The same trader who nailed last week’s Bitcoin crash just opened another $392 million short — hours before major political and macro events. Coincidence, or crypto’s most brazen insider at work?
He’s back — and he’s betting big.
A mysterious trader, flagged by Arkham Intelligence as the “Trump Insider Whale,” has ramped up his Bitcoin short exposure by 140%, pushing his total position to a staggering $392 million.
On-chain data shows the trader deposited $40M USDC to decentralized derivatives platform Hyperliquid, where he has built a pattern of perfectly timed, high-leverage shorts around macro events.
Last week’s move? A $700M BTC and $350M ETH short — opened just 30 minutes before Trump’s tariff announcement. The result: a $192M payday when markets collapsed hours later.
Now, he’s at it again.
Blockchain sleuths say the trader’s wallet address (0xb317…) controls more than $10 billion in assets, including 46,000 BTC and large staked ETH positions.
His activity follows a recurring pattern:
This week’s timing — ahead of key U.S. political and economic updates — has reignited the insider debate.
“If this whale makes money again based on Trump-related moves, he should be investigated,” wrote EGRAG CRYPTO on X.
Meanwhile, Janis Kluge, a researcher at SWP Berlin, put it bluntly:
“Crypto people are realizing today what unregulated markets mean — insider trading, corruption, crime, and zero accountability.”
Analysts at StarPlatinum claim the wallet may be linked to “garrettjin.eth”, potentially tied to former BitForex CEO Garrett Jin.
Jin, however, denied any involvement, calling the speculation “baseless.”
Still, the address’s behavioral pattern is uncanny — macro-aligned trades, flawless timing, and instant profit extraction. Whether it’s Jin or someone else, the trader’s precision has turned them into crypto’s most feared signal.
The fallout from the last crash still lingers. Over 250 millionaire wallets on Hyperliquid reportedly lost their status, while one trader went 40x long on BTC and was instantly liquidated.
Meanwhile, Binance was pulled into the controversy after users reported price mismatches during the selloff. The exchange called it a “display bug”, not a failure — and claims to have compensated $283M to affected users.
But the damage is done. Confidence is cracking.
Crypto was built on transparency. Yet this saga shows how on-chain clarity doesn’t equal fairness.

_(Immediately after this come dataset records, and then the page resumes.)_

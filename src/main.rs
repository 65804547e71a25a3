use function_router::config::RouterConfig;
use function_router::router::service::FunctionRouter;

#[tokio::main]
async fn main() -> anyhow::Result<()> {
    let args: Vec<String> = std::env::args().collect();
    let program = args.first().map(String::as_str).unwrap_or("function-router");

    if args.iter().any(|arg| arg == "--help" || arg == "-h") {
        eprintln!(
            "Usage: {} [--http <addr:port>] [--control <addr:port>] [--data-host <ip>] \
             [--data-port-base <port>] [--scan-interval-ms <ms>] [--handshake-timeout-ms <ms>] \
             [--stats-interval-secs <secs>] [--verbose]",
            program
        );
        eprintln!("Example: {} --http 127.0.0.1:8080 --control 127.0.0.1:7000", program);
        std::process::exit(1);
    }

    let config = RouterConfig::from_args(args.get(1..).unwrap_or_default())?;

    tracing_subscriber::fmt()
        .with_max_level(if config.verbose {
            tracing::Level::DEBUG
        } else {
            tracing::Level::INFO
        })
        .init();

    tracing::info!(
        "Starting router (http={}, control={}, data={}:{}+)",
        config.http_addr,
        config.control_addr,
        config.data_host,
        config.data_port_base
    );

    let router = FunctionRouter::new(config);
    let running = router.start().await?;

    tracing::info!(
        "Router ready: workers connect to {}, clients call http://{}/invoke/<function>",
        running.control_addr,
        running.http_addr
    );
    tracing::info!("Press Ctrl+C to shutdown");

    tokio::signal::ctrl_c().await?;

    tracing::info!("Shutting down");
    running.shutdown();

    Ok(())
}
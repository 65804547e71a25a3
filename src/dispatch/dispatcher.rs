//! Dispatcher
//!
//! Picks a worker for each call, forwards it on the worker's data channel and
//! matches replies back to their callers.

use super::types::*;
use crate::error::RouterError;
use crate::protocol::codec::MAX_PAYLOAD_LEN;
use crate::protocol::messages::DataMessage;
use crate::registry::registry::FunctionRegistry;
use crate::registry::types::*;

use dashmap::DashMap;
use std::sync::Arc;
use std::sync::atomic::{AtomicU64, Ordering};
use std::time::Instant;
use tokio::sync::oneshot;

pub struct Dispatcher {
    registry: Arc<FunctionRegistry>,
    in_flight: DashMap<CorrelationId, InFlightCall>,
    next_correlation: AtomicU64,
}

impl Dispatcher {
    pub fn new(registry: Arc<FunctionRegistry>) -> Arc<Self> {
        Arc::new(Self {
            registry,
            in_flight: DashMap::new(),
            next_correlation: AtomicU64::new(1),
        })
    }

    pub fn registry(&self) -> &Arc<FunctionRegistry> {
        &self.registry
    }

    /// Sends `payload` to the least-busy worker of `function_name` and waits for
    /// the call to resolve.
    ///
    /// Fails immediately with `PayloadTooLarge`, `UnknownFunction`,
    /// `NoWorkersAvailable` or `Saturated`.
    /// Otherwise the call resolves with the worker's reply, `WorkerFailed`,
    /// `WorkerDisconnected`, or `Timeout` once the supervisor finds it overdue.
    pub async fn dispatch(&self, function_name: &str, payload: Vec<u8>) -> CallResult {
        // Requests must fit in one data-channel frame.
        if payload.len() > MAX_PAYLOAD_LEN {
            return Err(RouterError::PayloadTooLarge {
                len: payload.len(),
                limit: MAX_PAYLOAD_LEN,
            });
        }

        let binding = self.registry.lookup(function_name)?;
        let worker = select_worker(&binding)?;
        let timeout_ms = binding.config.timeout_ms;

        let correlation_id = CorrelationId(self.next_correlation.fetch_add(1, Ordering::SeqCst));
        let (reply_tx, reply_rx) = oneshot::channel();

        self.in_flight.insert(
            correlation_id,
            InFlightCall::new(
                correlation_id,
                worker.clone(),
                function_name.to_string(),
                timeout_ms,
                reply_tx,
            ),
        );

        tracing::debug!(
            "Dispatching {} for '{}' to worker {} ({} active, deadline {}ms)",
            correlation_id,
            function_name,
            worker.id,
            worker.active_count(),
            timeout_ms
        );

        // Retirement fails calls it can see; one inserted after its scan lands here.
        if worker.is_closed() {
            self.resolve(correlation_id, Err(RouterError::WorkerDisconnected(worker.id)));
        } else if let Err(e) = self.forward(&worker, correlation_id, payload).await {
            tracing::warn!("Failed to forward {} to worker {}: {}", correlation_id, worker.id, e);
            self.resolve(correlation_id, Err(e));
        }

        match reply_rx.await {
            Ok(result) => result,
            Err(_) => Err(RouterError::WorkerDisconnected(worker.id)),
        }
    }

    async fn forward(
        &self,
        worker: &WorkerHandle,
        correlation_id: CorrelationId,
        payload: Vec<u8>,
    ) -> Result<(), RouterError> {
        let data_tx = worker
            .data_channel()
            .ok_or(RouterError::WorkerDisconnected(worker.id))?;

        data_tx
            .send(DataMessage::Request {
                correlation_id,
                payload,
            })
            .await
            .map_err(|_| RouterError::WorkerDisconnected(worker.id))
    }

    /// Resolves a call with the worker's reply.
    ///
    /// Returns `false` for replies that no longer match an in-flight call: late
    /// replies after a timeout, or replies from a worker the call was not sent to.
    pub fn complete(
        &self,
        worker_id: WorkerId,
        correlation_id: CorrelationId,
        result: Result<Vec<u8>, String>,
    ) -> bool {
        match self
            .in_flight
            .remove_if(&correlation_id, |_, call| call.worker.id == worker_id)
        {
            Some((_, call)) => {
                tracing::debug!(
                    "Completed {} for '{}' on worker {} in {:?}",
                    correlation_id,
                    call.function_name,
                    worker_id,
                    call.started_at.elapsed()
                );
                call.resolve(result.map_err(RouterError::WorkerFailed));
                true
            }
            None => {
                tracing::debug!(
                    "Discarding reply {} from worker {}: no matching call",
                    correlation_id,
                    worker_id
                );
                false
            }
        }
    }

    /// Removes every call whose deadline has passed at `now` and fails it with
    /// `Timeout`. Slots are freed before this returns.
    pub fn expire_overdue(&self, now: Instant) -> Vec<ExpiredCall> {
        let overdue: Vec<CorrelationId> = self
            .in_flight
            .iter()
            .filter(|entry| entry.value().is_overdue(now))
            .map(|entry| *entry.key())
            .collect();

        let mut expired = Vec::with_capacity(overdue.len());
        for correlation_id in overdue {
            // A reply may have won the race since the scan above.
            let Some((_, call)) = self
                .in_flight
                .remove_if(&correlation_id, |_, call| call.is_overdue(now))
            else {
                continue;
            };

            let record = ExpiredCall {
                correlation_id,
                worker: call.worker.clone(),
                function_name: call.function_name.clone(),
                elapsed: now.duration_since(call.started_at),
            };
            let timeout_ms = call.timeout_ms;
            call.resolve(Err(RouterError::Timeout {
                correlation_id,
                timeout_ms,
            }));
            expired.push(record);
        }

        expired
    }

    /// Fails every in-flight call on `worker_id` with `WorkerDisconnected`.
    pub fn fail_worker_calls(&self, worker_id: WorkerId) -> usize {
        let doomed: Vec<CorrelationId> = self
            .in_flight
            .iter()
            .filter(|entry| entry.value().worker.id == worker_id)
            .map(|entry| *entry.key())
            .collect();

        let mut failed = 0;
        for correlation_id in doomed {
            if let Some((_, call)) = self.in_flight.remove(&correlation_id) {
                call.resolve(Err(RouterError::WorkerDisconnected(worker_id)));
                failed += 1;
            }
        }

        failed
    }

    /// Takes a worker out of service: closes its handle, unbinds it and fails its
    /// in-flight calls. Safe to call more than once.
    pub fn retire_worker(&self, worker: &WorkerHandle) {
        worker.close();
        let was_bound = self.registry.unbind_worker(worker.id).is_some();
        let failed = self.fail_worker_calls(worker.id);

        if was_bound || failed > 0 {
            tracing::info!(
                "Retired worker {} of '{}' ({} in-flight calls failed)",
                worker.id,
                worker.function_name(),
                failed
            );
        }
    }

    pub fn in_flight_count(&self) -> usize {
        self.in_flight.len()
    }

    /// Number of in-flight calls referencing `worker_id`.
    pub fn in_flight_for(&self, worker_id: WorkerId) -> usize {
        self.in_flight
            .iter()
            .filter(|entry| entry.value().worker.id == worker_id)
            .count()
    }

    fn resolve(&self, correlation_id: CorrelationId, result: CallResult) {
        if let Some((_, call)) = self.in_flight.remove(&correlation_id) {
            call.resolve(result);
        }
    }
}

/// Claims a slot on the least-busy active worker of `binding`.
///
/// Candidates are ordered by `(active, worker id)` from one snapshot of their
/// counters; if a claim loses a race the next candidate is tried.
pub fn select_worker(binding: &FunctionBinding) -> Result<Arc<WorkerHandle>, RouterError> {
    let limit = binding.config.max_concurrency;

    let mut candidates: Vec<(u32, &Arc<WorkerHandle>)> = binding
        .workers
        .values()
        .filter(|worker| worker.is_active())
        .map(|worker| (worker.active_count(), worker))
        .collect();

    if candidates.is_empty() {
        return Err(RouterError::NoWorkersAvailable(
            binding.function_name().to_string(),
        ));
    }

    candidates.sort_by_key(|(active, worker)| (*active, worker.id));

    for (_, worker) in candidates {
        if worker.try_acquire(limit) {
            return Ok(worker.clone());
        }
    }

    Err(RouterError::Saturated(binding.function_name().to_string()))
}
//! HTTP endpoints and the DTOs they exchange.

use crate::registry::types::FunctionSummary;
use serde::{Deserialize, Serialize};

pub const ENDPOINT_INVOKE: &str = "/invoke/:function";
pub const ENDPOINT_FUNCTIONS: &str = "/functions";
pub const ENDPOINT_HEALTH: &str = "/health";

#[derive(Debug, Serialize, Deserialize)]
pub struct ErrorResponse {
    pub error: String,
    pub kind: String,
}

#[derive(Debug, Serialize, Deserialize)]
pub struct FunctionsResponse {
    pub functions: Vec<FunctionSummary>,
    pub in_flight: usize,
}
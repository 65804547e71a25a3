//! Function Registry Module
//!
//! Holds function definitions and the workers bound to them.
//!
//! ## Model
//! - **`FunctionBinding`**: one per function name. Carries the effective config
//!   (last registration wins), the data-channel route and the bound workers indexed
//!   by worker id.
//! - **`WorkerHandle`**: one per connected worker. Owns the in-flight counter that
//!   admission control updates with compare-and-swap.
//!
//! A binding whose last worker leaves is kept as inactive so that a re-registering
//! worker gets the same route back.

pub mod registry;
pub mod types;
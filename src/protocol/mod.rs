//! Worker Wire Protocol
//!
//! Message types exchanged with workers and the frame codec that carries them.
//!
//! - **Control channel**: one TCP connection per worker, opened by the worker. Carries
//!   registration, the router's bound config, and kill signals.
//! - **Data channel**: one TCP listener per function route. Each worker opens one
//!   connection, introduces itself with `Hello`, then receives requests and sends replies.
//!
//! Every frame is a big-endian `u32` length followed by a bincode body.

pub mod codec;
pub mod messages;
//! HTTP Front End
//!
//! Thin axum layer over the dispatcher. Request bodies are passed to workers
//! untouched and worker replies are returned untouched; only failures are JSON.

pub mod handlers;
pub mod protocol;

The blockchain can show us what the whale is doing — but not how they know when to do it.
Whether through data access, algorithmic modeling, or actual insider info, this trader is moving markets faster than any regulator or exchange can react.
Until oversight reaches the decentralized frontier, crypto remains a playground for timing asymmetry — where information isn’t illegal, it’s just expensive.
“Transparency without accountability,” one analyst noted, “isn’t decentralization. It’s an arms race.”
The reappearance of the Trump Insider Whale is more than a market story — it’s a wake-up call. One address, one trader, one perfectly timed trade — and billions in market cap vanish overnight.
Crypto’s speed and freedom remain its greatest assets — and its greatest vulnerabilities.